**** Data for this exercise

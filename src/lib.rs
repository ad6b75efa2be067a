rust_i18n::i18n!("locales", fallback = "en");

pub mod app;
pub mod clock;
pub mod config;
pub mod engine;
pub mod event;
pub mod logging;
pub mod session;
pub mod store;
pub mod ui;
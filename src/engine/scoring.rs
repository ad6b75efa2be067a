use std::fmt;

use serde::{Deserialize, Serialize};

#[derive(Clone, Copy, Debug, PartialEq, Eq, PartialOrd, Ord, Hash, Serialize, Deserialize)]
pub enum Title {
    #[serde(rename = "ノーマル")]
    Normal,
    #[serde(rename = "スーパー")]
    Super,
    #[serde(rename = "ハイパー")]
    Hyper,
    #[serde(rename = "マスター")]
    Master,
}

impl Title {
    pub fn from_score(score: u32) -> Self {
        if score >= 1000 {
            Title::Master
        } else if score >= 700 {
            Title::Hyper
        } else if score >= 400 {
            Title::Super
        } else {
            Title::Normal
        }
    }

    pub fn rank(self) -> u8 {
        match self {
            Title::Normal => 1,
            Title::Super => 2,
            Title::Hyper => 3,
            Title::Master => 4,
        }
    }

    /// The label shown in game and written to the progress file.
    pub fn label(self) -> &'static str {
        match self {
            Title::Normal => "ノーマル",
            Title::Super => "スーパー",
            Title::Hyper => "ハイパー",
            Title::Master => "マスター",
        }
    }

    pub fn key(self) -> &'static str {
        match self {
            Title::Normal => "normal",
            Title::Super => "super",
            Title::Hyper => "hyper",
            Title::Master => "master",
        }
    }
}

impl fmt::Display for Title {
    fn fmt(&self, f: &mut fmt::Formatter<'_>) -> fmt::Result {
        f.write_str(self.label())
    }
}

pub fn accuracy_percent(correct_count: u32, total: u32) -> f64 {
    if total == 0 {
        return 0.0;
    }
    correct_count as f64 / total as f64 * 100.0
}

pub fn compute_score(correct_count: u32, total: u32, time_spent_secs: u64) -> u32 {
    let accuracy = accuracy_percent(correct_count, total);
    let time_bonus = (1000.0 - time_spent_secs as f64 * 10.0).max(0.0);
    (accuracy * 5.0 + time_bonus).round() as u32
}

#[cfg(test)]
mod tests {
    use super::*;

    #[test]
    fn test_perfect_instant_run_is_master() {
        let score = compute_score(10, 10, 0);
        assert_eq!(score, 1500);
        assert_eq!(Title::from_score(score), Title::Master);
        assert_eq!(Title::from_score(score).label(), "マスター");
    }

    #[test]
    fn test_time_bonus_floors_at_zero() {
        assert_eq!(compute_score(10, 10, 100), 500);
        assert_eq!(compute_score(10, 10, 5000), 500);
        assert_eq!(compute_score(0, 10, 5000), 0);
    }

    #[test]
    fn test_score_never_rises_with_time() {
        for correct in 0..=10 {
            let mut prev = compute_score(correct, 10, 0);
            for secs in 1..200 {
                let score = compute_score(correct, 10, secs);
                assert!(score <= prev, "correct={correct} secs={secs}");
                prev = score;
            }
        }
    }

    #[test]
    fn test_title_never_falls_with_score() {
        let mut prev = Title::from_score(0);
        for score in 1..2000 {
            let title = Title::from_score(score);
            assert!(title.rank() >= prev.rank(), "score={score}");
            prev = title;
        }
    }

    #[test]
    fn test_title_thresholds() {
        assert_eq!(Title::from_score(399), Title::Normal);
        assert_eq!(Title::from_score(400), Title::Super);
        assert_eq!(Title::from_score(699), Title::Super);
        assert_eq!(Title::from_score(700), Title::Hyper);
        assert_eq!(Title::from_score(999), Title::Hyper);
        assert_eq!(Title::from_score(1000), Title::Master);
    }

    #[test]
    fn test_title_serializes_as_japanese_label() {
        let json = serde_json::to_string(&Title::Hyper).unwrap();
        assert_eq!(json, "\"ハイパー\"");
    }
}
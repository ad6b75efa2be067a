pub mod progress;
pub mod scoring;
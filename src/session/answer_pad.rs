use crate::clock::time::{ClockTime, MINUTE_STEPS};

pub const HOUR_CHOICES: [u8; 12] = [1, 2, 3, 4, 5, 6, 7, 8, 9, 10, 11, 12];

#[derive(Clone, Copy, Debug, PartialEq, Eq)]
pub enum PadRow {
    Hour,
    Minute,
}

/// Two rows of number buttons (hours 1-12, minutes 0-55) with a keyboard
/// cursor. An answer exists once one button from each row is selected.
#[derive(Clone, Debug, PartialEq, Eq)]
pub struct AnswerPad {
    pub selected_hour: Option<u8>,
    pub selected_minute: Option<u8>,
    pub row: PadRow,
    pub column: usize,
    /// First digit of a two-digit number typed on the keyboard.
    pending_digit: Option<u8>,
}

impl Default for AnswerPad {
    fn default() -> Self {
        Self {
            selected_hour: None,
            selected_minute: None,
            row: PadRow::Hour,
            column: 0,
            pending_digit: None,
        }
    }
}

impl AnswerPad {
    pub fn choices(row: PadRow) -> &'static [u8; 12] {
        match row {
            PadRow::Hour => &HOUR_CHOICES,
            PadRow::Minute => &MINUTE_STEPS,
        }
    }

    pub fn answer(&self) -> Option<ClockTime> {
        Some(ClockTime {
            hour: self.selected_hour?,
            minute: self.selected_minute?,
        })
    }

    pub fn select_hour(&mut self, hour: u8) {
        if let Some(idx) = HOUR_CHOICES.iter().position(|&h| h == hour) {
            self.selected_hour = Some(hour);
            self.row = PadRow::Hour;
            self.column = idx;
        }
    }

    pub fn select_minute(&mut self, minute: u8) {
        if let Some(idx) = MINUTE_STEPS.iter().position(|&m| m == minute) {
            self.selected_minute = Some(minute);
            self.row = PadRow::Minute;
            self.column = idx;
        }
    }

    pub fn move_left(&mut self) {
        self.pending_digit = None;
        self.column = if self.column == 0 { 11 } else { self.column - 1 };
    }

    pub fn move_right(&mut self) {
        self.pending_digit = None;
        self.column = (self.column + 1) % 12;
    }

    pub fn switch_row(&mut self) {
        self.pending_digit = None;
        self.row = match self.row {
            PadRow::Hour => PadRow::Minute,
            PadRow::Minute => PadRow::Hour,
        };
    }

    /// Select the button under the cursor. Picking an hour moves the cursor
    /// to the minute row so two presses give a full answer.
    pub fn confirm(&mut self) {
        self.pending_digit = None;
        let value = Self::choices(self.row)[self.column];
        match self.row {
            PadRow::Hour => {
                self.selected_hour = Some(value);
                if self.selected_minute.is_none() {
                    self.row = PadRow::Minute;
                    self.column = 0;
                }
            }
            PadRow::Minute => self.selected_minute = Some(value),
        }
    }

    /// A click on button `index` of `row`.
    pub fn press(&mut self, row: PadRow, index: usize) {
        if index >= Self::choices(row).len() {
            return;
        }
        self.row = row;
        self.column = index;
        self.confirm();
    }

    /// Typed digits. Hours: `2`-`9` pick that hour, `1` then `0`-`2` picks
    /// 10-12. Minutes: the first digit picks its tens (`3` -> 30) and a second
    /// digit completes the number (`5`, `5` -> 55). Numbers off the grid are
    /// ignored.
    pub fn select_digit(&mut self, digit: u8) {
        let pending = self.pending_digit.take();
        match self.row {
            PadRow::Hour => {
                let hour = match pending {
                    Some(1) if digit <= 2 => 10 + digit,
                    _ if digit == 0 || digit > 9 => return,
                    _ => digit,
                };
                self.select_hour(hour);
                if hour == 1 {
                    self.pending_digit = Some(1);
                } else {
                    self.enter_minute_row();
                }
            }
            PadRow::Minute => match pending {
                Some(tens) => self.select_minute(tens * 10 + digit),
                None if digit <= 5 => {
                    self.select_minute(digit * 10);
                    self.pending_digit = Some(digit);
                }
                None => {}
            },
        }
    }

    fn enter_minute_row(&mut self) {
        self.row = PadRow::Minute;
        self.column = self
            .selected_minute
            .and_then(|m| MINUTE_STEPS.iter().position(|&s| s == m))
            .unwrap_or(0);
    }

    pub fn is_selected(&self, row: PadRow, value: u8) -> bool {
        match row {
            PadRow::Hour => self.selected_hour == Some(value),
            PadRow::Minute => self.selected_minute == Some(value),
        }
    }
}
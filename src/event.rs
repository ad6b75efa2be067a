use std::sync::mpsc;
use std::thread;
use std::time::Duration;

use crossterm::event::{self, Event, KeyEvent, MouseEvent};

pub enum AppEvent {
    Key(KeyEvent),
    Mouse(MouseEvent),
    Tick,
    Resize(#[allow(dead_code)] u16, #[allow(dead_code)] u16),
}

/// Reads terminal events on a background thread and forwards them, with a
/// `Tick` whenever no input arrives within `tick_rate`.
pub struct EventHandler {
    rx: mpsc::Receiver<AppEvent>,
    _tx: mpsc::Sender<AppEvent>,
}

impl EventHandler {
    pub fn new(tick_rate: Duration) -> Self {
        let (tx, rx) = mpsc::channel();
        let _tx = tx.clone();

        thread::spawn(move || {
            loop {
                if event::poll(tick_rate).unwrap_or(false) {
                    let forwarded = match event::read() {
                        Ok(Event::Key(key)) => Some(AppEvent::Key(key)),
                        Ok(Event::Mouse(mouse)) => Some(AppEvent::Mouse(mouse)),
                        Ok(Event::Resize(w, h)) => Some(AppEvent::Resize(w, h)),
                        _ => None,
                    };
                    if let Some(ev) = forwarded
                        && tx.send(ev).is_err()
                    {
                        return;
                    }
                } else if tx.send(AppEvent::Tick).is_err() {
                    return;
                }
            }
        });

        Self { rx, _tx }
    }

    pub fn next(&self) -> anyhow::Result<AppEvent> {
        Ok(self.rx.recv()?)
    }
}
use std::fmt;

use rand::Rng;

/// The twelve minute marks a question can land on.
pub const MINUTE_STEPS: [u8; 12] = [0, 5, 10, 15, 20, 25, 30, 35, 40, 45, 50, 55];

/// A time on the dial. Targets and pad answers keep `minute` on
/// [`MINUTE_STEPS`]; a dragged minute hand can rest on any of 0..=59.
#[derive(Clone, Copy, Debug, PartialEq, Eq)]
pub struct ClockTime {
    pub hour: u8,
    pub minute: u8,
}

impl ClockTime {
    /// Both hands on the 12, where interactive dials start.
    pub const fn noon() -> Self {
        Self {
            hour: 12,
            minute: 0,
        }
    }

    pub fn random<R: Rng>(rng: &mut R) -> Self {
        let hour = rng.gen_range(1..=12);
        let minute = MINUTE_STEPS[rng.gen_range(0..MINUTE_STEPS.len())];
        Self { hour, minute }
    }

    /// Hour as shown on a twelve-hour dial (0 and 12 both read as 12).
    pub fn dial_hour(self) -> u8 {
        match self.hour % 12 {
            0 => 12,
            h => h,
        }
    }

    /// Whether `self` reads the same as `target` on the dial.
    ///
    /// Only 0 and 12 are folded together; any other hour must match exactly.
    pub fn matches(self, target: ClockTime) -> bool {
        let hour_match = self.hour == target.hour
            || (self.hour == 12 && target.hour == 0)
            || (self.hour == 0 && target.hour == 12);
        hour_match && self.minute == target.minute
    }

    pub fn with_hour(self, hour: u8) -> Self {
        Self { hour, ..self }
    }

    pub fn with_minute(self, minute: u8) -> Self {
        Self { minute, ..self }
    }

    /// Move the hour hand by whole hours, wrapping within 1..=12.
    pub fn step_hour(self, delta: i32) -> Self {
        let current = self.dial_hour() as i32 - 1;
        let next = (current + delta).rem_euclid(12) + 1;
        self.with_hour(next as u8)
    }

    /// Move the minute hand by five-minute steps, snapping to the step grid.
    pub fn step_minute(self, delta: i32) -> Self {
        let current = (self.minute / 5) as i32;
        let next = (current + delta).rem_euclid(12) * 5;
        self.with_minute(next as u8)
    }
}

impl Default for ClockTime {
    fn default() -> Self {
        Self::noon()
    }
}

impl fmt::Display for ClockTime {
    fn fmt(&self, f: &mut fmt::Formatter<'_>) -> fmt::Result {
        write!(f, "{}時{}分", self.hour, self.minute)
    }
}
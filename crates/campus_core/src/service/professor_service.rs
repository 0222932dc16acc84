//! Professor use-case service.

use crate::model::professor::{Professor, ProfessorDraft, ProfessorFull, ProfessorPatch};
use crate::model::EntityId;
use crate::repo::department_repo::DepartmentRepository;
use crate::repo::professor_repo::ProfessorRepository;
use crate::service::{record, ServiceError, ServiceResult};
use crate::validation::check_professor;

/// Service facade over professor storage, validating against departments.
pub struct ProfessorService<R: ProfessorRepository, D: DepartmentRepository> {
    repo: R,
    departments: D,
}

impl<R: ProfessorRepository, D: DepartmentRepository> ProfessorService<R, D> {
    pub fn new(repo: R, departments: D) -> Self {
        Self { repo, departments }
    }

    /// Validates and inserts a professor, returning the stored full view.
    pub fn add(&self, mut draft: ProfessorDraft) -> ServiceResult<ProfessorFull> {
        let result = self.repo.atomically(|| -> ServiceResult<ProfessorFull> {
            check_professor(&draft, &self.departments)?;
            let id = self.repo.add(&mut draft)?;
            self.repo
                .get_by_id(id)?
                .ok_or(ServiceError::InconsistentState(
                    "created professor not found in read-back",
                ))
        });
        record("professor_add", result)
    }

    /// Validates and persists an already merged candidate.
    pub fn update(&self, draft: &ProfessorDraft) -> ServiceResult<bool> {
        let result = self.repo.atomically(|| -> ServiceResult<bool> {
            check_professor(draft, &self.departments)?;
            Ok(self.repo.update(draft)?)
        });
        record("professor_update", result)
    }

    /// Loads professor `id`, merges `patch`, validates and persists it.
    pub fn patch(&self, id: EntityId, patch: ProfessorPatch) -> ServiceResult<Option<ProfessorFull>> {
        let result = self.repo.atomically(|| -> ServiceResult<Option<ProfessorFull>> {
            let Some(current) = self.repo.get_by_id(id)? else {
                return Ok(None);
            };
            let mut draft = ProfessorDraft::from(&current);
            patch.apply(&mut draft);

            check_professor(&draft, &self.departments)?;
            if !self.repo.update(&draft)? {
                return Ok(None);
            }
            self.repo
                .get_by_id(id)?
                .ok_or(ServiceError::InconsistentState(
                    "updated professor not found in read-back",
                ))
                .map(Some)
        });
        record("professor_patch", result)
    }

    pub fn delete(&self, id: EntityId) -> ServiceResult<bool> {
        record("professor_delete", self.repo.delete(id).map_err(Into::into))
    }

    pub fn get_by_id(&self, id: EntityId) -> ServiceResult<Option<ProfessorFull>> {
        record("professor_get", self.repo.get_by_id(id).map_err(Into::into))
    }

    pub fn get(&self) -> ServiceResult<Vec<Professor>> {
        record("professor_list", self.repo.get().map_err(Into::into))
    }
}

********

__What you need to do__:
Which lines in the entries above contain "static"? Pull each of them out.

__Result for this task__:
    pub fn label(self) -> &'static str {
    pub fn key(self) -> &'static str {
    pub fn choices(row: PadRow) -> &'static [u8; 12] {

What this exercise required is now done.